The London Magazine has long been a champion of emerging writers and independent publishers, stretching back to the 1950s and 60s, when young writers like Sylvia Plath and Ted Hughes found a home in the pages of the then newly re-launched volumes of the magazine.

We want this tradition to continue, and given the renaissance of new independent publishers, we started a spotlight feature on our website to promote the best of innovative contemporary writing across the UK and beyond, and to celebrate the hard work of the individuals that publish this work.

Our first feature was on the brilliant series of pamphlets by Rough Trade Books, while our second was on the ridiculously prolific Manchester radicals Dostoyevsky Wannabe. This, our third edition, focuses on Influx Press, who while having been publishing collections and putting on events since 2012, have built a strong reputation in the last four or five years for publishing consistently excellent, zeitgeist-capturing books.

Who are they?

Influx Press is the brainchild of the North East London-based writers and editors Kit Caless and Gary Budden, who have now been joined by the editor and short story writer Sanya Semakula (LossLit) as Assistant Editor. Kit writes regular features for The Quietus and Vice, and is the author of Spoon’s Carpets: An Appreciation (Vintage/Square Peg 2016), while Gary is the author of the collection Hollow Shores (Dead Ink), and the novella Judderman (Eden Book Society). Together they have been publishing some of the most reliably excellent books of this weird and turbulent decade.

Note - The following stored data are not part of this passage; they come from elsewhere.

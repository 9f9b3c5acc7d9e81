pub mod config;
pub mod inspector;
pub mod issue;
pub mod accessibility;
pub mod performance;
pub mod mobile;
pub mod visual;
pub mod interaction;
pub mod scorer;
pub mod aggregator;
pub mod engine;
pub mod reporter;

pub use aggregator::{Aggregator, ComprehensiveAudit, ComprehensiveIssue};
pub use config::AuditConfig;
pub use engine::{run_comprehensive_audit, run_design_audit, AuditEngine};
pub use inspector::{NullInspector, PageInspector, PageSnapshot, Selector};
pub use issue::{AuditScore, Category, DesignAudit, Issue, Severity};
pub use reporter::Reporter;

pub type Result<T> = anyhow::Result<T>;
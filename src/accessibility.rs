use crate::inspector::{Element, PageInspector, Rgb};
use crate::issue::{Category, Issue, Severity};
use anyhow::Result;

/// WCAG AA contrast minimum for normal text.
const CONTRAST_NORMAL: f64 = 4.5;
/// WCAG AA contrast minimum for large text (>=18px, or >=14px bold).
const CONTRAST_LARGE: f64 = 3.0;
/// A ratio this far below either minimum is unreadable, not just weak.
const CONTRAST_CRITICAL: f64 = 2.0;
/// Alt text longer than this stops reading like a label.
const ALT_TEXT_MAX_LEN: usize = 125;

/// Alt values that describe nothing. Exact matches only, case-insensitive.
const GENERIC_ALT_VALUES: &[&str] = &["image", "photo", "picture", "img", "graphic", "icon"];

/// Accessibility rules: contrast, accessible names, heading structure,
/// tab order, landmarks and image alt text.
pub fn collect_issues(inspector: &dyn PageInspector) -> Result<Vec<Issue>> {
    let elements = inspector.all();
    if elements.is_empty() {
        // No rendering context: nothing to inspect, not an error.
        return Ok(Vec::new());
    }

    let mut issues = Vec::new();
    check_contrast(&elements, &mut issues);
    check_accessible_names(&elements, &mut issues);
    check_heading_structure(&elements, &mut issues);
    check_tab_order(&elements, &mut issues);
    check_landmarks(inspector, &mut issues);
    check_images(&elements, &mut issues);
    Ok(issues)
}

fn is_large_text(element: &Element) -> bool {
    let size = element.style.font_size.unwrap_or(16.0);
    let weight = element.style.font_weight.unwrap_or(400);
    size >= 18.0 || (size >= 14.0 && weight >= 700)
}

fn check_contrast(elements: &[&Element], issues: &mut Vec<Issue>) {
    for element in elements {
        if element.text.trim().is_empty() {
            continue;
        }
        let (Some(fg), Some(bg)) = (
            element.style.color.as_deref().and_then(Rgb::parse),
            element.style.background_color.as_deref().and_then(Rgb::parse),
        ) else {
            continue;
        };
        let required = if is_large_text(element) {
            CONTRAST_LARGE
        } else {
            CONTRAST_NORMAL
        };
        let ratio = fg.contrast_ratio(&bg);
        if ratio < required {
            let severity = if ratio < CONTRAST_CRITICAL {
                Severity::Critical
            } else {
                Severity::High
            };
            issues.push(
                Issue::new(
                    Category::Accessibility,
                    "contrast",
                    severity,
                    element.descriptor(),
                    format!(
                        "Text contrast ratio {:.2}:1 on {} is below the WCAG minimum of {:.1}:1",
                        ratio,
                        element.descriptor(),
                        required
                    ),
                    "Adjust the text or background color to meet the WCAG AA contrast minimum",
                )
                .with_metric("contrast-ratio", format!("{ratio:.2}:1"), format!("{required:.1}:1")),
            );
        }
    }
}

fn accessible_name(element: &Element) -> bool {
    element
        .attr("aria-label")
        .map(|v| !v.trim().is_empty())
        .unwrap_or(false)
        || element.has_attr("aria-labelledby")
        || element.attr("label").map(|v| !v.trim().is_empty()).unwrap_or(false)
        || element.attr("title").map(|v| !v.trim().is_empty()).unwrap_or(false)
        || element.attr("alt").map(|v| !v.trim().is_empty()).unwrap_or(false)
        || !element.text.trim().is_empty()
}

fn check_accessible_names(elements: &[&Element], issues: &mut Vec<Issue>) {
    for element in elements {
        if !(element.is_form_control() || element.is_interactive()) {
            continue;
        }
        if !accessible_name(element) {
            issues.push(Issue::new(
                Category::Accessibility,
                "labels",
                Severity::High,
                element.descriptor(),
                format!(
                    "Interactive element {} has no accessible name (label, aria-label or text content)",
                    element.descriptor()
                ),
                "Give the control a visible label or an aria-label so screen readers can announce it",
            ));
        }
    }
}

fn check_heading_structure(elements: &[&Element], issues: &mut Vec<Issue>) {
    let mut previous_level: Option<u32> = None;
    for element in elements {
        let level = match element.tag.as_str() {
            "h1" => 1,
            "h2" => 2,
            "h3" => 3,
            "h4" => 4,
            "h5" => 5,
            "h6" => 6,
            _ => continue,
        };
        if let Some(prev) = previous_level {
            if level > prev + 1 {
                issues.push(Issue::new(
                    Category::Accessibility,
                    "heading-structure",
                    Severity::Medium,
                    element.descriptor(),
                    format!("Heading level skips from H{prev} to H{level}"),
                    "Keep heading levels sequential so assistive technology can build a correct outline",
                ));
            }
        }
        previous_level = Some(level);
    }
}

fn check_tab_order(elements: &[&Element], issues: &mut Vec<Issue>) {
    for element in elements {
        let Some(tabindex) = element.attr("tabindex").and_then(|v| v.parse::<i32>().ok()) else {
            continue;
        };
        if tabindex > 0 {
            issues.push(Issue::new(
                Category::Accessibility,
                "tab-order",
                Severity::Medium,
                element.descriptor(),
                format!(
                    "Positive tabindex {tabindex} on {} overrides the natural keyboard navigation order",
                    element.descriptor()
                ),
                "Use tabindex=\"0\" or rely on document order instead of positive tabindex values",
            ));
        }
    }
}

fn check_landmarks(inspector: &dyn PageInspector, issues: &mut Vec<Issue>) {
    if !inspector.has_main_landmark() {
        issues.push(Issue::new(
            Category::Accessibility,
            "landmarks",
            Severity::High,
            "document",
            "Page has no main landmark region",
            "Wrap the primary content in a <main> element or role=\"main\" region",
        ));
    }
    if !inspector.has_root_heading() {
        issues.push(Issue::new(
            Category::Accessibility,
            "heading-structure",
            Severity::Medium,
            "document",
            "Page has no top-level H1 heading",
            "Add a single H1 that describes the page",
        ));
    }
}

fn check_images(elements: &[&Element], issues: &mut Vec<Issue>) {
    for element in elements {
        if element.tag != "img" {
            continue;
        }
        match element.attr("alt") {
            None => {
                issues.push(Issue::new(
                    Category::Accessibility,
                    "alt-text",
                    Severity::High,
                    element.descriptor(),
                    format!("Image {} is missing alt text", element.descriptor()),
                    "Add an alt attribute describing the image, or alt=\"\" if it is decorative",
                ));
            }
            Some(alt) => {
                let trimmed = alt.trim();
                if GENERIC_ALT_VALUES
                    .iter()
                    .any(|generic| trimmed.eq_ignore_ascii_case(generic))
                {
                    issues.push(Issue::new(
                        Category::Accessibility,
                        "alt-text",
                        Severity::Medium,
                        element.descriptor(),
                        format!(
                            "Image {} has generic alt text \"{trimmed}\" that describes nothing",
                            element.descriptor()
                        ),
                        "Replace generic alt text with a description of what the image shows",
                    ));
                } else if trimmed.chars().count() > ALT_TEXT_MAX_LEN {
                    issues.push(Issue::new(
                        Category::Accessibility,
                        "alt-text",
                        Severity::Low,
                        element.descriptor(),
                        format!(
                            "Image {} alt text is {} characters long; alt text should stay under {ALT_TEXT_MAX_LEN}",
                            element.descriptor(),
                            trimmed.chars().count()
                        ),
                        "Shorten the alt text and move long descriptions into surrounding copy",
                    ));
                }
            }
        }
    }
}

#[cfg(test)]
mod tests {
    use super::*;
    use crate::inspector::{NullInspector, PageSnapshot};

    fn text_element(tag: &str, text: &str, color: &str, background: &str) -> Element {
        let mut element = Element::new(tag);
        element.text = text.to_string();
        element.style.color = Some(color.to_string());
        element.style.background_color = Some(background.to_string());
        element.style.font_size = Some(16.0);
        element
    }

    #[test]
    fn white_on_white_yields_exactly_one_critical_contrast_issue() {
        let mut page = PageSnapshot::new("/");
        page.push(text_element("p", "hello", "rgb(255,255,255)", "rgb(255,255,255)"));
        let issues = collect_issues(&page).unwrap();
        let contrast: Vec<_> = issues.iter().filter(|i| i.issue_type == "contrast").collect();
        assert_eq!(contrast.len(), 1);
        assert_eq!(contrast[0].severity, Severity::Critical);
    }

    #[test]
    fn weak_but_readable_contrast_is_high_not_critical() {
        // White on mid-grey is ~4.4:1, below 4.5 but above the unreadable cutoff.
        let mut page = PageSnapshot::new("/");
        page.push(text_element("p", "hello", "rgb(255,255,255)", "rgb(120,120,120)"));
        let issues = collect_issues(&page).unwrap();
        let contrast: Vec<_> = issues.iter().filter(|i| i.issue_type == "contrast").collect();
        assert_eq!(contrast.len(), 1);
        assert_eq!(contrast[0].severity, Severity::High);
    }

    #[test]
    fn large_text_uses_the_relaxed_threshold() {
        // White on rgb(160,160,160) is ~2.6:1 and fails even the 3:1 large-text minimum.
        let mut element = text_element("h2", "hello", "rgb(255,255,255)", "rgb(160,160,160)");
        element.style.font_size = Some(24.0);
        let mut page = PageSnapshot::new("/");
        page.push(element);
        let issues = collect_issues(&page).unwrap();
        assert!(issues.iter().any(|i| i.issue_type == "contrast"));

        // ~4.4:1 fails normal text but passes for 24px text.
        let mut element = text_element("h2", "hello", "rgb(255,255,255)", "rgb(120,120,120)");
        element.style.font_size = Some(24.0);
        let mut page = PageSnapshot::new("/");
        page.push(element);
        let issues = collect_issues(&page).unwrap();
        assert!(!issues.iter().any(|i| i.issue_type == "contrast"));
    }

    #[test]
    fn unnamed_form_control_is_flagged_high() {
        let mut page = PageSnapshot::new("/");
        page.push(Element::new("input"));
        let issues = collect_issues(&page).unwrap();
        let labels: Vec<_> = issues.iter().filter(|i| i.issue_type == "labels").collect();
        assert_eq!(labels.len(), 1);
        assert_eq!(labels[0].severity, Severity::High);

        let mut named = Element::new("input");
        named.attrs.insert("aria-label".to_string(), "Search".to_string());
        let mut page = PageSnapshot::new("/");
        page.push(named);
        let issues = collect_issues(&page).unwrap();
        assert!(!issues.iter().any(|i| i.issue_type == "labels"));
    }

    #[test]
    fn heading_skip_is_flagged() {
        let mut page = PageSnapshot::new("/");
        page.push(Element::new("h1"));
        page.push(Element::new("h3"));
        let issues = collect_issues(&page).unwrap();
        let skip = issues
            .iter()
            .find(|i| i.description.contains("skips from H1 to H3"))
            .expect("heading skip issue");
        assert_eq!(skip.severity, Severity::Medium);
    }

    #[test]
    fn positive_tabindex_is_flagged() {
        let mut element = Element::new("button");
        element.text = "Save".to_string();
        element.attrs.insert("tabindex".to_string(), "3".to_string());
        let mut page = PageSnapshot::new("/");
        page.push(element);
        let issues = collect_issues(&page).unwrap();
        assert!(issues.iter().any(|i| i.issue_type == "tab-order" && i.severity == Severity::Medium));
    }

    #[test]
    fn missing_landmark_and_h1_are_flagged() {
        let mut page = PageSnapshot::new("/");
        page.push(Element::new("div"));
        let issues = collect_issues(&page).unwrap();
        assert!(issues
            .iter()
            .any(|i| i.issue_type == "landmarks" && i.severity == Severity::High));
        assert!(issues
            .iter()
            .any(|i| i.description.contains("H1") && i.severity == Severity::Medium));
    }

    #[test]
    fn image_alt_rules() {
        let mut missing = Element::new("img");
        missing.id = Some("hero".to_string());
        let mut generic = Element::new("img");
        generic.attrs.insert("alt".to_string(), "Image".to_string());
        let mut long = Element::new("img");
        long.attrs.insert("alt".to_string(), "a".repeat(126));
        let mut page = PageSnapshot::new("/");
        page.push(missing);
        page.push(generic);
        page.push(long);
        let issues = collect_issues(&page).unwrap();
        let alts: Vec<_> = issues.iter().filter(|i| i.issue_type == "alt-text").collect();
        assert_eq!(alts.len(), 3);
        assert_eq!(alts[0].severity, Severity::High);
        assert_eq!(alts[1].severity, Severity::Medium);
        assert_eq!(alts[2].severity, Severity::Low);
    }

    #[test]
    fn no_rendering_context_means_no_issues() {
        assert!(collect_issues(&NullInspector).unwrap().is_empty());
    }
}
use crate::aggregator::ComprehensiveAudit;
use crate::issue::{Category, DesignAudit, Severity};
use anyhow::Result;
use std::{fs, path::PathBuf};

/// 4-tier score banding used by every report surface.
pub fn score_band(score: f64) -> (&'static str, &'static str) {
    if score >= 9.0 {
        ("🌟", "Excellent")
    } else if score >= 7.0 {
        ("✅", "Good")
    } else if score >= 5.0 {
        ("⚠️", "Fair")
    } else {
        ("🚨", "Needs Improvement")
    }
}

fn severity_marker(severity: Severity) -> &'static str {
    match severity {
        Severity::Critical => "🔴",
        Severity::High => "🟠",
        Severity::Medium => "🟡",
        Severity::Low => "🟢",
    }
}

pub struct Reporter;

impl Reporter {
    pub fn new() -> Self {
        Self
    }

    /// Renders the full cross-category report. The `## Executive Summary`
    /// and `## Top 5 Highest-Priority Issues` headings are a presentation
    /// contract with downstream consumers; do not reword them.
    pub fn generate_markdown(&self, audit: &ComprehensiveAudit) -> String {
        let mut md = format!(
            "# Design Quality Audit Report\n\n**Page:** {}\n**Generated:** {}\n\n",
            audit.page, audit.timestamp
        );

        let (emoji, label) = score_band(audit.overall_score);
        md.push_str("## Executive Summary\n\n");
        md.push_str(&format!(
            "{emoji} **Overall Score: {:.1}/10 — {label}**\n\n",
            audit.overall_score
        ));
        md.push_str(&format!(
            "- **Categories audited:** {}\n- **Total issues found:** {}\n\n",
            audit.categories.len(),
            audit.all_issues.len()
        ));

        md.push_str("## Category Scores\n\n");
        md.push_str("| Category | Score | Issues |\n|----------|-------|--------|\n");
        for category in Category::ALL {
            match audit.categories.get(&category) {
                Some(score) => {
                    let (emoji, _) = score_band(score.score);
                    md.push_str(&format!(
                        "| {} | {:.1}/10 {emoji} | {} |\n",
                        category.label(),
                        score.score,
                        score.issues.len()
                    ));
                }
                None => {
                    md.push_str(&format!("| {} | — | not audited |\n", category.label()));
                }
            }
        }
        md.push('\n');

        md.push_str("## Top 5 Highest-Priority Issues\n\n");
        if audit.top_issues.is_empty() {
            md.push_str("No issues found.\n\n");
        }
        for (i, issue) in audit.top_issues.iter().enumerate() {
            md.push_str(&format!(
                "{}. **{}**\n   - **Location:** {}\n   - **Category:** {}\n   - **Priority:** {}\n   - **Impact:** {}\n   - **Recommendation:** {}\n\n",
                i + 1,
                issue.description,
                issue.location,
                issue.category,
                issue.priority,
                issue.impact,
                issue.recommendation
            ));
        }

        md.push_str("## Issues by Severity\n\n");
        for severity in Severity::ALL.iter().rev() {
            md.push_str(&format!(
                "- {} **{}:** {}\n",
                severity_marker(*severity),
                severity.title(),
                audit.severity_count(*severity)
            ));
        }
        md.push('\n');

        md.push_str("## Remediation Roadmap\n\n");
        let phases = [
            (Severity::Critical, "Phase 1: Critical fixes"),
            (Severity::High, "Phase 2: High-impact fixes"),
            (Severity::Medium, "Phase 3: Systematic cleanup"),
            (Severity::Low, "Phase 4: Polish"),
        ];
        for (severity, heading) in phases {
            md.push_str(&format!("### {heading}\n\n"));
            match audit.issues_by_severity.get(&severity) {
                Some(issues) if !issues.is_empty() => {
                    for issue in issues {
                        md.push_str(&format!("- {} ({})\n", issue.description, issue.location));
                    }
                }
                _ => md.push_str("- Nothing in this phase\n"),
            }
            md.push('\n');
        }

        md
    }

    /// Renders the plain five-category audit without the ranked aggregation.
    pub fn generate_design_audit_markdown(&self, audit: &DesignAudit) -> String {
        let (emoji, label) = score_band(audit.overall_score);
        let mut md = format!(
            "# Design Audit\n\n**Generated:** {}\n\n{emoji} **Overall Score: {:.1}/10 — {label}**\n\n",
            audit.timestamp, audit.overall_score
        );
        for (category, score) in audit.scores() {
            let (emoji, _) = score_band(score.score);
            md.push_str(&format!("## {} — {:.1}/10 {emoji}\n\n", category.label(), score.score));
            if score.issues.is_empty() {
                md.push_str("No issues found.\n\n");
            } else {
                for issue in &score.issues {
                    md.push_str(&format!("- {issue}\n"));
                }
                md.push('\n');
            }
            if !score.recommendations.is_empty() {
                md.push_str("**Recommendations:**\n\n");
                for recommendation in &score.recommendations {
                    md.push_str(&format!("- {recommendation}\n"));
                }
                md.push('\n');
            }
        }
        md
    }

    /// Writes the JSON result and the markdown summary into `output_dir`.
    pub fn export_report(
        &self,
        audit: &ComprehensiveAudit,
        output_dir: &PathBuf,
    ) -> Result<Vec<PathBuf>> {
        fs::create_dir_all(output_dir)?;
        let mut exported_files = Vec::new();

        let json_path = output_dir.join("audit_report.json");
        let json_content = serde_json::to_string_pretty(audit)?;
        fs::write(&json_path, json_content)?;
        exported_files.push(json_path);

        let md_path = output_dir.join("audit_summary.md");
        fs::write(&md_path, self.generate_markdown(audit))?;
        exported_files.push(md_path);

        Ok(exported_files)
    }
}

impl Default for Reporter {
    fn default() -> Self {
        Self::new()
    }
}
use serde::{Deserialize, Serialize};

/// The five audit categories, in weight order (heaviest first).
#[derive(Debug, Clone, Copy, PartialEq, Eq, PartialOrd, Ord, Hash, Serialize, Deserialize)]
#[serde(rename_all = "kebab-case")]
pub enum Category {
    Accessibility,
    Performance,
    MobileUx,
    VisualConsistency,
    InteractionDesign,
}

impl Category {
    pub const ALL: [Category; 5] = [
        Category::Accessibility,
        Category::Performance,
        Category::MobileUx,
        Category::VisualConsistency,
        Category::InteractionDesign,
    ];

    pub fn as_str(&self) -> &'static str {
        match self {
            Category::Accessibility => "accessibility",
            Category::Performance => "performance",
            Category::MobileUx => "mobile-ux",
            Category::VisualConsistency => "visual-consistency",
            Category::InteractionDesign => "interaction-design",
        }
    }

    /// Human-readable label used in reports.
    pub fn label(&self) -> &'static str {
        match self {
            Category::Accessibility => "Accessibility",
            Category::Performance => "Performance",
            Category::MobileUx => "Mobile UX",
            Category::VisualConsistency => "Visual Consistency",
            Category::InteractionDesign => "Interaction Design",
        }
    }

    /// Cross-category ranking weight. Accessibility and performance issues
    /// outrank equally-severe visual-consistency issues.
    pub fn weight(&self) -> f64 {
        match self {
            Category::Accessibility => 1.0,
            Category::Performance => 0.9,
            Category::MobileUx => 0.8,
            Category::InteractionDesign => 0.7,
            Category::VisualConsistency => 0.6,
        }
    }
}

impl std::fmt::Display for Category {
    fn fmt(&self, f: &mut std::fmt::Formatter<'_>) -> std::fmt::Result {
        f.write_str(self.as_str())
    }
}

/// Issue urgency, ordered low to critical.
#[derive(Debug, Clone, Copy, PartialEq, Eq, PartialOrd, Ord, Hash, Serialize, Deserialize)]
#[serde(rename_all = "lowercase")]
pub enum Severity {
    Low,
    Medium,
    High,
    Critical,
}

impl Severity {
    pub const ALL: [Severity; 4] = [
        Severity::Low,
        Severity::Medium,
        Severity::High,
        Severity::Critical,
    ];

    pub fn as_str(&self) -> &'static str {
        match self {
            Severity::Low => "low",
            Severity::Medium => "medium",
            Severity::High => "high",
            Severity::Critical => "critical",
        }
    }

    /// Uppercase form used as the prefix of rendered issue strings.
    pub fn prefix(&self) -> &'static str {
        match self {
            Severity::Low => "LOW",
            Severity::Medium => "MEDIUM",
            Severity::High => "HIGH",
            Severity::Critical => "CRITICAL",
        }
    }

    pub fn title(&self) -> &'static str {
        match self {
            Severity::Low => "Low",
            Severity::Medium => "Medium",
            Severity::High => "High",
            Severity::Critical => "Critical",
        }
    }

    /// Base ranking weight before the category weight is applied.
    pub fn weight(&self) -> f64 {
        match self {
            Severity::Critical => 100.0,
            Severity::High => 75.0,
            Severity::Medium => 50.0,
            Severity::Low => 25.0,
        }
    }

    pub fn parse(token: &str) -> Option<Severity> {
        match token.to_ascii_lowercase().as_str() {
            "low" => Some(Severity::Low),
            "medium" => Some(Severity::Medium),
            "high" => Some(Severity::High),
            "critical" => Some(Severity::Critical),
            _ => None,
        }
    }
}

impl std::fmt::Display for Severity {
    fn fmt(&self, f: &mut std::fmt::Formatter<'_>) -> std::fmt::Result {
        f.write_str(self.as_str())
    }
}

/// A single audit finding. Every issue belongs to exactly one category and
/// carries exactly one severity.
#[derive(Debug, Clone, Serialize, Deserialize)]
pub struct Issue {
    pub category: Category,
    #[serde(rename = "type")]
    pub issue_type: String,
    pub severity: Severity,
    /// Human-readable pointer to where the issue was found; "various" when
    /// a finding aggregates several elements.
    pub element: String,
    pub description: String,
    pub recommendation: String,
    #[serde(skip_serializing_if = "Option::is_none")]
    pub metric: Option<String>,
    #[serde(skip_serializing_if = "Option::is_none")]
    pub current_value: Option<String>,
    #[serde(skip_serializing_if = "Option::is_none")]
    pub target_value: Option<String>,
    #[serde(skip_serializing_if = "Option::is_none")]
    pub page: Option<String>,
}

impl Issue {
    pub fn new(
        category: Category,
        issue_type: &str,
        severity: Severity,
        element: impl Into<String>,
        description: impl Into<String>,
        recommendation: impl Into<String>,
    ) -> Self {
        Self {
            category,
            issue_type: issue_type.to_string(),
            severity,
            element: element.into(),
            description: description.into(),
            recommendation: recommendation.into(),
            metric: None,
            current_value: None,
            target_value: None,
            page: None,
        }
    }

    pub fn with_metric(
        mut self,
        metric: &str,
        current_value: impl Into<String>,
        target_value: impl Into<String>,
    ) -> Self {
        self.metric = Some(metric.to_string());
        self.current_value = Some(current_value.into());
        self.target_value = Some(target_value.into());
        self
    }

    pub fn with_page(mut self, page: impl Into<String>) -> Self {
        self.page = Some(page.into());
        self
    }

    /// `"{SEVERITY}: {description}"` form used in `AuditScore.issues`.
    pub fn render(&self) -> String {
        format!("{}: {}", self.severity.prefix(), self.description)
    }
}

/// Result of auditing a single category. Created fresh on every run and
/// never mutated afterwards.
#[derive(Debug, Clone, Serialize, Deserialize)]
pub struct AuditScore {
    /// 1.0–10.0 inclusive, one decimal of precision.
    pub score: f64,
    /// Severity-prefixed issue strings, in detection order.
    pub issues: Vec<String>,
    /// Deduplicated guidance, most specific first.
    pub recommendations: Vec<String>,
    /// The structured findings the score was computed from.
    pub findings: Vec<Issue>,
}

impl AuditScore {
    pub fn clean() -> Self {
        Self {
            score: 10.0,
            issues: Vec::new(),
            recommendations: Vec::new(),
            findings: Vec::new(),
        }
    }
}

/// The plain five-category audit, without the enriched aggregation.
#[derive(Debug, Clone, Serialize, Deserialize)]
pub struct DesignAudit {
    pub accessibility: AuditScore,
    pub performance: AuditScore,
    pub mobile_ux: AuditScore,
    pub visual_consistency: AuditScore,
    pub interaction_design: AuditScore,
    /// Unweighted mean of the five category scores, one decimal.
    pub overall_score: f64,
    pub timestamp: String,
}

impl DesignAudit {
    pub fn get(&self, category: Category) -> &AuditScore {
        match category {
            Category::Accessibility => &self.accessibility,
            Category::Performance => &self.performance,
            Category::MobileUx => &self.mobile_ux,
            Category::VisualConsistency => &self.visual_consistency,
            Category::InteractionDesign => &self.interaction_design,
        }
    }

    pub fn scores(&self) -> impl Iterator<Item = (Category, &AuditScore)> {
        Category::ALL.iter().map(move |c| (*c, self.get(*c)))
    }
}

/// Round to one decimal of precision.
pub fn round1(value: f64) -> f64 {
    (value * 10.0).round() / 10.0
}

#[cfg(test)]
mod tests {
    use super::*;

    #[test]
    fn severity_ordering_is_low_to_critical() {
        assert!(Severity::Low < Severity::Medium);
        assert!(Severity::Medium < Severity::High);
        assert!(Severity::High < Severity::Critical);
    }

    #[test]
    fn severity_parse_round_trips() {
        for severity in Severity::ALL {
            assert_eq!(Severity::parse(severity.as_str()), Some(severity));
            assert_eq!(Severity::parse(severity.prefix()), Some(severity));
        }
        assert_eq!(Severity::parse("urgent"), None);
    }

    #[test]
    fn category_serde_uses_kebab_case() {
        let json = serde_json::to_string(&Category::MobileUx).unwrap();
        assert_eq!(json, "\"mobile-ux\"");
        let json = serde_json::to_string(&Category::VisualConsistency).unwrap();
        assert_eq!(json, "\"visual-consistency\"");
    }

    #[test]
    fn issue_renders_with_uppercase_prefix() {
        let issue = Issue::new(
            Category::Accessibility,
            "contrast",
            Severity::Critical,
            "p",
            "Text contrast is too low",
            "Darken the text color",
        );
        assert_eq!(issue.render(), "CRITICAL: Text contrast is too low");
    }

    #[test]
    fn round1_keeps_one_decimal() {
        assert_eq!(round1(7.82), 7.8);
        assert_eq!(round1(7.86), 7.9);
        assert_eq!(round1(10.0), 10.0);
    }
}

What are they publishing, and why are they different?

Many of the books that I first came across through Influx — Imaginary Cities by Darran Anderson, Marshland by Gareth E. Rees — were what you could roughly describe as books concerned with place, geography, the experience of cities, and their peripheries. But these were books about cities that were unlike any others I had read before.

Marshland: Dreams and Nightmares on the Edge of London veers between folklore, memoir and weird fiction, doing for the history of Hackney Downs what David Seabrook did for the seaside towns of Kent. This is turned on its head however with illustrated modern gothic autofiction that weaves its way through the narrative, allowing the book to add a new dimension to psychogeographical writing.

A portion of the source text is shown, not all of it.